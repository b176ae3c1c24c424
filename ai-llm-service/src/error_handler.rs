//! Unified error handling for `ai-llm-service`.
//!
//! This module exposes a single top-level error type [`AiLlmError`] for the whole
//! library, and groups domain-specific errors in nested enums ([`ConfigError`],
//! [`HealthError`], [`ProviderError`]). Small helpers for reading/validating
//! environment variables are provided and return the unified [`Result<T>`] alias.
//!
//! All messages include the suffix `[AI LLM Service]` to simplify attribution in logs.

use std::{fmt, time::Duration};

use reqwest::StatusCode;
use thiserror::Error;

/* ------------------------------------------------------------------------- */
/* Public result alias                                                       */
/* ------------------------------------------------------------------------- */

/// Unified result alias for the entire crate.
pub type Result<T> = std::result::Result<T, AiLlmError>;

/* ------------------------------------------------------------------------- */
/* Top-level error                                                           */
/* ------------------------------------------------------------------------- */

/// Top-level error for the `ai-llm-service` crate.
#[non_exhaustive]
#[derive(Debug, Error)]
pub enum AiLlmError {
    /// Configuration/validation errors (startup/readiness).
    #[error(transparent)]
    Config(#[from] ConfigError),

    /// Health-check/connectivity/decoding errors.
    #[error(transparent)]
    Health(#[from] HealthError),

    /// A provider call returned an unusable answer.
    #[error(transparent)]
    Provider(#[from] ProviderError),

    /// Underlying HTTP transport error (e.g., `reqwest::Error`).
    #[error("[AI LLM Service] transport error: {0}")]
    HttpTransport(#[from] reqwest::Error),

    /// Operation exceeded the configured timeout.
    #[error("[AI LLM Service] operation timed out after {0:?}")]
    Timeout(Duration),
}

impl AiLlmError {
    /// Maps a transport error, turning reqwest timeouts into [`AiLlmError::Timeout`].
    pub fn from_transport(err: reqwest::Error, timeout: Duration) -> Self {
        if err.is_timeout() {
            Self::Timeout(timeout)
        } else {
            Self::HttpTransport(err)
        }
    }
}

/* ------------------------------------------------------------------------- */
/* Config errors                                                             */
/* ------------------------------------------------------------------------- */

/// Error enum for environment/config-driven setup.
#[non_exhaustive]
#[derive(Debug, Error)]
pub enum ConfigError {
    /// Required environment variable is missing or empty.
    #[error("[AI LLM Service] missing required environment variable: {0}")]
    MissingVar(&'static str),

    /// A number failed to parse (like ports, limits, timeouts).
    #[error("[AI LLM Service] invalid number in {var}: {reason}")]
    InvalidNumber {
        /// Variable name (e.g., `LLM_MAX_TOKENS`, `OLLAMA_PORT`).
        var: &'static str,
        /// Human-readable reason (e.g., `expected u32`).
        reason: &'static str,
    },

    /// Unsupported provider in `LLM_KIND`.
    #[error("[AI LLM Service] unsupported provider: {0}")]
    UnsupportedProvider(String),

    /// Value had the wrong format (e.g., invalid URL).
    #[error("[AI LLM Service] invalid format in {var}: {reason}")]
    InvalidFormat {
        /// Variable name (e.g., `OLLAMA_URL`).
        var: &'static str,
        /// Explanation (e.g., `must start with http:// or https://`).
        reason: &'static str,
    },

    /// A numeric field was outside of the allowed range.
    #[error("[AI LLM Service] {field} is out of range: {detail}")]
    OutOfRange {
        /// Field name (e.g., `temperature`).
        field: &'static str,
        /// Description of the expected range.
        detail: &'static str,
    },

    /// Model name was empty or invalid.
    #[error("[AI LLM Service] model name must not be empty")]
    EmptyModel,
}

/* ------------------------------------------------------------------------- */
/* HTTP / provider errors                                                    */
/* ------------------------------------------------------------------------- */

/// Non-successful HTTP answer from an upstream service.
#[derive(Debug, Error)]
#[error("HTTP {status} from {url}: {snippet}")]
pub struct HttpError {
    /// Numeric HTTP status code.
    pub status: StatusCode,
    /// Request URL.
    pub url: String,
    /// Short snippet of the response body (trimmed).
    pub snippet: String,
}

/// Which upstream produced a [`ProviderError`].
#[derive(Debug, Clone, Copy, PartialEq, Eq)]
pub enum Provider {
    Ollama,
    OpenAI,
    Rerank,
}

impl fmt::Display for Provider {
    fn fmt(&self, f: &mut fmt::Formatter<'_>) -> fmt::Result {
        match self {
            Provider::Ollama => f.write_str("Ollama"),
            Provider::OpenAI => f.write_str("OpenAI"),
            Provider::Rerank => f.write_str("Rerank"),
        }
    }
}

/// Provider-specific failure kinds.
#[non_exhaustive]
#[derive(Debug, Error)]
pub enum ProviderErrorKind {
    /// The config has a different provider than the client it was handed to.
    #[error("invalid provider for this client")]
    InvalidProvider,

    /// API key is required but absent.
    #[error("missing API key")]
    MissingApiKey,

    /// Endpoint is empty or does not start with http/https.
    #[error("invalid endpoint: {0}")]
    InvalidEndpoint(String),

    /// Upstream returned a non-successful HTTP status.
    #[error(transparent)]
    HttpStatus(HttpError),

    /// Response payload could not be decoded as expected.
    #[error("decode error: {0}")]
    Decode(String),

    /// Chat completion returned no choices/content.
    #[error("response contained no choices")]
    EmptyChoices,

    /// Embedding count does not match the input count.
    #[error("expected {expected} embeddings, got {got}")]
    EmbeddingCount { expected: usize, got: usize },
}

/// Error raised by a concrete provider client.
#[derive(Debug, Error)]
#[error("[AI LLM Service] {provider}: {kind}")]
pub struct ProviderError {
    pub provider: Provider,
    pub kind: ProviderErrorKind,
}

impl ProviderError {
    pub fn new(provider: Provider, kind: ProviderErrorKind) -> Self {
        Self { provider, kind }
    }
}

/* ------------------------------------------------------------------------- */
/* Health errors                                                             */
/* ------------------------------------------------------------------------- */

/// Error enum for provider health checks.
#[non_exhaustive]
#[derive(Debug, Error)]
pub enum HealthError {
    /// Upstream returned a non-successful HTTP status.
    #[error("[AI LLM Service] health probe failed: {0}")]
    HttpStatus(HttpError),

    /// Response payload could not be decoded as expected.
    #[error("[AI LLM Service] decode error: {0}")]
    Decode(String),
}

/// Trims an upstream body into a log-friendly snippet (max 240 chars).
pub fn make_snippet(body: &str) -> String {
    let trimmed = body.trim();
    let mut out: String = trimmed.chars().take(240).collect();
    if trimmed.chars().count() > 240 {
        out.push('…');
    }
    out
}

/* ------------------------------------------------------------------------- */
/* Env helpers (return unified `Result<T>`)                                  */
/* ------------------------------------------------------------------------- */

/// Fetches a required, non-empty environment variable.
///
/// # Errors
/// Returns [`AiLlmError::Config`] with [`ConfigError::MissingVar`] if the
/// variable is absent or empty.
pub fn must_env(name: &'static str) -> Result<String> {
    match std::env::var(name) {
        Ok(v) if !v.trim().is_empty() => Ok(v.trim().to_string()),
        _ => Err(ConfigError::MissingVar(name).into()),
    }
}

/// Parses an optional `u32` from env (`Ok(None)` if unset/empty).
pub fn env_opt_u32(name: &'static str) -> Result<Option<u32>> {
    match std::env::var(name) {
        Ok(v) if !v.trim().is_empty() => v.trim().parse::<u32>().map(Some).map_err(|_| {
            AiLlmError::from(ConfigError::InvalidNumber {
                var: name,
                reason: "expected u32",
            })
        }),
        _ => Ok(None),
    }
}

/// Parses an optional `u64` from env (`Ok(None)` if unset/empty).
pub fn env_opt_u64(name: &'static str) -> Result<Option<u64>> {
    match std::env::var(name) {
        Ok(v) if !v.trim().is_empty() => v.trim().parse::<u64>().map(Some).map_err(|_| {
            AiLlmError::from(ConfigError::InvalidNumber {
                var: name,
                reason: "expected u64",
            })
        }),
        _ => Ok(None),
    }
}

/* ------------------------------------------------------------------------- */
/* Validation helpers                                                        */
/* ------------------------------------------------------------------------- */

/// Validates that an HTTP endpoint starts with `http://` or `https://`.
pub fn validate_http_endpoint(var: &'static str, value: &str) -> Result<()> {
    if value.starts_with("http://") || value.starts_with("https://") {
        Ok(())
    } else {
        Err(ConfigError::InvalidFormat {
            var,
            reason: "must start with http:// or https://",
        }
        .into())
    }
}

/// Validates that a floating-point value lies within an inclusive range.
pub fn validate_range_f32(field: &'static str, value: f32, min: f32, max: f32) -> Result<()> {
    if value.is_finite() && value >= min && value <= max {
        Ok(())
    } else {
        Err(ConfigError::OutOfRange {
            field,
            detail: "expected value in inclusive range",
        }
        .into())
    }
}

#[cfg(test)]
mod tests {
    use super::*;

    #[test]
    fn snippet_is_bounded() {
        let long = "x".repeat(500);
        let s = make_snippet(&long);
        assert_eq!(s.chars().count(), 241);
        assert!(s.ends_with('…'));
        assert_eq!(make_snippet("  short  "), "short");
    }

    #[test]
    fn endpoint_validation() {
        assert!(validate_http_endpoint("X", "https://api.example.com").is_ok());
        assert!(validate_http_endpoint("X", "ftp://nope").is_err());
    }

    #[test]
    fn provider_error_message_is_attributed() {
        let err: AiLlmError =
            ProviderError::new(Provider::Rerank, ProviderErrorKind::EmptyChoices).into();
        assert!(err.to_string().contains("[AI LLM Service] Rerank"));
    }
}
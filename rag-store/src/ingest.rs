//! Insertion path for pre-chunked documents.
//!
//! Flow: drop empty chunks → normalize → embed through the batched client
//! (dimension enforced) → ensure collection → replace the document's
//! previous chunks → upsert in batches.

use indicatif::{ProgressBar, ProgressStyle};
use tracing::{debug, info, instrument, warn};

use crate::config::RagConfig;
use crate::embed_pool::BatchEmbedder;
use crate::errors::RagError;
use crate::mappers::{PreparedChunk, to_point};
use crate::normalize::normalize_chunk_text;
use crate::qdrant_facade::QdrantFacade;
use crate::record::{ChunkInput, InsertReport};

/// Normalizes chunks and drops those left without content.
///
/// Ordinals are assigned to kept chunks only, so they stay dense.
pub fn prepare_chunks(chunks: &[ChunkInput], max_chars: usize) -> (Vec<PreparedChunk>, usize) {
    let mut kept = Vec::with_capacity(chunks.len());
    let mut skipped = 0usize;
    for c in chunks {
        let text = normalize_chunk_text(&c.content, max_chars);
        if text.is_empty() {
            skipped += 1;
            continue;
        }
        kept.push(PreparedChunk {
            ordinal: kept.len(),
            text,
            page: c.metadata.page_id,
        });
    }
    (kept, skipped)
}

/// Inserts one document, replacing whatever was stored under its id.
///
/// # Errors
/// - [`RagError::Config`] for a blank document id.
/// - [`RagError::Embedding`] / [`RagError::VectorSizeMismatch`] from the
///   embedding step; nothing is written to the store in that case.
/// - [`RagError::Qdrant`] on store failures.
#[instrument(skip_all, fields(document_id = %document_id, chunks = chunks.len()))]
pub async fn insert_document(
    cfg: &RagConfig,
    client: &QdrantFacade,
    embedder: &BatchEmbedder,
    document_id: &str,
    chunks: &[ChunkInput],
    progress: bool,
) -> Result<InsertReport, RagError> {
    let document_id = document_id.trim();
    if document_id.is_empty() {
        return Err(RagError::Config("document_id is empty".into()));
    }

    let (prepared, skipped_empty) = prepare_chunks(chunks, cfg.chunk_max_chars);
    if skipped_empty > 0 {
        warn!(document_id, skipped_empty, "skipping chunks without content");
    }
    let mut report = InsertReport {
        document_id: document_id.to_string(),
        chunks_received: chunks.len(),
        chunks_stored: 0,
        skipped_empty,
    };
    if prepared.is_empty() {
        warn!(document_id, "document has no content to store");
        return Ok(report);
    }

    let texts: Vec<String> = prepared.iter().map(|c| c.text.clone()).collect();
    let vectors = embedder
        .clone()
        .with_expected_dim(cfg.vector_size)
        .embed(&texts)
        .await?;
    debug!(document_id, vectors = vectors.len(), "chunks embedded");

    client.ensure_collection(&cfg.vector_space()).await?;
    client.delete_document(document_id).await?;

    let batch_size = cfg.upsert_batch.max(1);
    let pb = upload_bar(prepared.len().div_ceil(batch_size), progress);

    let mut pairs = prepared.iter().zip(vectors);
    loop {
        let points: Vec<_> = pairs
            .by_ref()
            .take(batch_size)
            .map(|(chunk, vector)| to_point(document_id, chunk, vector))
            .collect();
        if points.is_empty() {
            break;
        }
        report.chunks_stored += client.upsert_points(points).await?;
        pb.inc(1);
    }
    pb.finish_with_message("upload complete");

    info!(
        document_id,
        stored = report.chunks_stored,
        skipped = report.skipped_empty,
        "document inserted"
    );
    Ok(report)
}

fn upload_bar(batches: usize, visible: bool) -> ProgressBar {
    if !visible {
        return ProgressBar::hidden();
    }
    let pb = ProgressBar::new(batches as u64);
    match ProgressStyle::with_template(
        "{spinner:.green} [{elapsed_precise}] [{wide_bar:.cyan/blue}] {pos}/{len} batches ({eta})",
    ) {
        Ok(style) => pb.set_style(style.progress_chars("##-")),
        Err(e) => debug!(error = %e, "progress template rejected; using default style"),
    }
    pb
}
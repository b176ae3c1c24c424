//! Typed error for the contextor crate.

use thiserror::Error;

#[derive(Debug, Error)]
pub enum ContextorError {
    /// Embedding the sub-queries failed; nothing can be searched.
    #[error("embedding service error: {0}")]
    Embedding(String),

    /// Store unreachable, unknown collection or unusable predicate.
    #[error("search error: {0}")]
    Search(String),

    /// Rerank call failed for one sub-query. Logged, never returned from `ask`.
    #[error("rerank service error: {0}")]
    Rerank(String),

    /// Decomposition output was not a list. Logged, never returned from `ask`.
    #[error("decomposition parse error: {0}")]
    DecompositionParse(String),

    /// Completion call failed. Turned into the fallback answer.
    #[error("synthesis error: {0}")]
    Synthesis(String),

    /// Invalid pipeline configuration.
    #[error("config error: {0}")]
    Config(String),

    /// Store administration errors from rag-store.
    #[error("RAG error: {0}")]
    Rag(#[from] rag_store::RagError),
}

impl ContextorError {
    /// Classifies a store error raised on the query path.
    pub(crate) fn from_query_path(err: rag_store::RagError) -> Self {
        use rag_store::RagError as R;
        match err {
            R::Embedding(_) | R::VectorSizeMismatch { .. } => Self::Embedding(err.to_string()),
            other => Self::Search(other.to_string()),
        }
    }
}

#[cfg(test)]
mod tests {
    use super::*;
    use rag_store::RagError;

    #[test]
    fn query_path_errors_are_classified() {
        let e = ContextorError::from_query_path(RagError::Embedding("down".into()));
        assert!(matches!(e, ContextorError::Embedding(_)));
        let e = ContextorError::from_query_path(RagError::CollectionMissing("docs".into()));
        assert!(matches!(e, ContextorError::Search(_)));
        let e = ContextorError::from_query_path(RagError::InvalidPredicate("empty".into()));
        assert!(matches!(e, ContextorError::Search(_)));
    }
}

******************************

● WHAT TO DO
The first line of the entries, the line with "for the whole", and every line between them should be retyped exactly, and nothing else.

● ANSWER FOR THIS EXERCISE
repository b176ae3c1c24c424
filename ai-llm-service/src/error_handler.rs
//! Unified error handling for `ai-llm-service`.
//!
//! This module exposes a single top-level error type [`AiLlmError`] for the whole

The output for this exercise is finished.